嘘つきな騎士と破られた託宣 -龍の託宣6-
 よく分からない話をでっち上げ、ふたりしてさらに裏路地を進んだ。行くほどにガラの悪そうな野郎どもの視線がグサグサ刺さる。
 時に舌打ちが聞こえ、どの男からも挑戦的な目つきを向けられた。下っ端とは言え、彼らにしてみれば王都から来た騎士は鼻持ちならないエリートに思えるのだろう。

「ナンで、こんなトコロにキシのヤツらガ……?」
「トリアえズ行コウ」
「だめダ、いま動クとふしんガられる」

 ふいにそんな会話が耳に届いた。フードを目深にかぶった小柄なふたり組だ。
 地方から来る人間は、訛りがあってもおかしくはない。それに後ろ暗い経歴を持つ人間はゴロゴロいる。騎士を見て逃げ出したくなる理由があったとしても、何も不思議はない話だった。
 それでもカイはニコラウスと目くばせし合う。

「お~い、猫ぉどこ行ったぁ? おっかしいなぁ、確かこっちの方に逃げてったと思ったんだけど……」
「ラル先輩、あっちの方なんじゃ?」

 演技を継続したまま、ニコラウスは男たちの横を通り過ぎた。後に続いたカイが遠ざかると、二人組は途端に奥へと身をひるがえす。
 行き過ぎたふりをして、すぐさまカイはその背を追いかけた。ニコラウスも同様に、気づかれないよう慎重にふたりを尾行する。

「逃げられたか……」

 足を止めたニコラウスが、入り組んだ路地を見回した。
 土地に馴染めない新参者ほど、不便な区画に追いやられるものだ。にもかかわらずフードの男たちの足取りは、あまりにも迷いが見られなかった。

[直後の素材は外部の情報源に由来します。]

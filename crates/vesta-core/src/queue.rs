//! Append-only event queue with front popping and tail truncation.
//!
//! Storage grows on demand but is never released while the queue lives, so a
//! queue that has been warmed up to its working size stops allocating. Popping
//! from the front only advances a cursor; once the queue drains, both cursors
//! rewind to the start of the storage.

/// FIFO with stable ordering and O(1) amortized push.
#[derive(Debug, Clone)]
pub struct Queue<T> {
    items: Vec<T>,
    next_push: usize,
    next_pop: usize,
}

impl<T> Default for Queue<T> {
    fn default() -> Self {
        Self::new()
    }
}

impl<T> Queue<T> {
    /// Create an empty queue without reserving storage.
    pub const fn new() -> Self {
        Self {
            items: Vec::new(),
            next_push: 0,
            next_pop: 0,
        }
    }

    /// Create an empty queue with room for `capacity` items.
    pub fn with_capacity(capacity: usize) -> Self {
        Self {
            items: Vec::with_capacity(capacity),
            next_push: 0,
            next_pop: 0,
        }
    }

    /// Reserve storage for at least `capacity` items in total.
    pub fn reserve(&mut self, capacity: usize) {
        self.items.reserve(capacity.saturating_sub(self.items.len()));
    }

    /// Whether there are no items between the cursors.
    #[inline]
    pub fn is_empty(&self) -> bool {
        self.next_push == self.next_pop
    }

    /// Number of queued items.
    #[inline]
    pub fn len(&self) -> usize {
        self.next_push - self.next_pop
    }

    /// Append an item at the back.
    pub fn push(&mut self, item: T) {
        if self.next_push < self.items.len() {
            self.items[self.next_push] = item;
        } else {
            self.items.push(item);
        }

        self.next_push += 1;
    }

    /// Oldest queued item.
    #[inline]
    pub fn front(&self) -> Option<&T> {
        self.get(0)
    }

    /// Newest queued item.
    #[inline]
    pub fn back(&self) -> Option<&T> {
        if self.is_empty() {
            None
        } else {
            self.items.get(self.next_push - 1)
        }
    }

    /// Item at `index`, counted from the front.
    #[inline]
    pub fn get(&self, index: usize) -> Option<&T> {
        if index < self.len() {
            self.items.get(self.next_pop + index)
        } else {
            None
        }
    }

    /// Drop all items starting from `index` (counted from the front).
    pub fn drop_from(&mut self, index: usize) {
        if index < self.len() {
            self.next_push = self.next_pop + index;
            self.rewind_if_empty();
        }
    }

    /// Drop every queued item.
    pub fn clear(&mut self) {
        self.next_push = 0;
        self.next_pop = 0;
    }

    /// Iterate from front to back.
    pub fn iter(&self) -> impl DoubleEndedIterator<Item = &T> + ExactSizeIterator {
        self.items[self.next_pop..self.next_push].iter()
    }

    fn rewind_if_empty(&mut self) {
        if self.is_empty() {
            self.next_push = 0;
            self.next_pop = 0;
        }
    }
}

impl<T: Clone> Queue<T> {
    /// Remove and return the oldest item.
    pub fn pop(&mut self) -> Option<T> {
        if self.is_empty() {
            return None;
        }

        let item = self.items[self.next_pop].clone();
        self.next_pop += 1;
        self.rewind_if_empty();

        Some(item)
    }
}

#[cfg(test)]
mod tests {
    use super::*;

    #[test]
    fn pops_in_insertion_order() {
        let mut queue = Queue::new();
        queue.push(1);
        queue.push(2);
        queue.push(3);

        assert_eq!(queue.len(), 3);
        assert_eq!(queue.pop(), Some(1));
        assert_eq!(queue.pop(), Some(2));
        assert_eq!(queue.front(), Some(&3));
        assert_eq!(queue.back(), Some(&3));
        assert_eq!(queue.pop(), Some(3));
        assert!(queue.is_empty());
        assert_eq!(queue.pop(), None);
    }

    #[test]
    fn storage_is_reused_after_draining() {
        let mut queue = Queue::with_capacity(4);

        for round in 0..10 {
            queue.push(round);
            queue.push(round + 1);
            assert_eq!(queue.pop(), Some(round));
            assert_eq!(queue.pop(), Some(round + 1));
        }

        assert!(queue.items.len() <= 2);
    }

    #[test]
    fn drop_from_truncates_the_tail() {
        let mut queue = Queue::new();

        for i in 0..5 {
            queue.push(i);
        }

        queue.pop();
        queue.drop_from(2);

        assert_eq!(queue.iter().copied().collect::<Vec<_>>(), vec![1, 2]);

        queue.drop_from(0);
        assert!(queue.is_empty());
        assert_eq!(queue.back(), None);
    }

    #[test]
    fn indexing_is_relative_to_front() {
        let mut queue = Queue::new();
        queue.push('a');
        queue.push('b');
        queue.push('c');
        queue.pop();

        assert_eq!(queue.get(0), Some(&'b'));
        assert_eq!(queue.get(1), Some(&'c'));
        assert_eq!(queue.get(2), None);
    }
}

「なぁ、デル。あのしゃべり方、オレめっちゃ聞き覚えあるんだけど」
「奇遇ですね、先輩。実はオレもです」

 男たちの会話はかなり独特のイントネーションがあった。あんな感じで話す人間を、カイはひとりだけ知っている。

(――ランプレヒト)

 バルバナスの小姓であり、騎士団のお抱え薬師をしている人物だ。とても小柄で、いくつになっても少年のように見える不思議な容姿の男だった。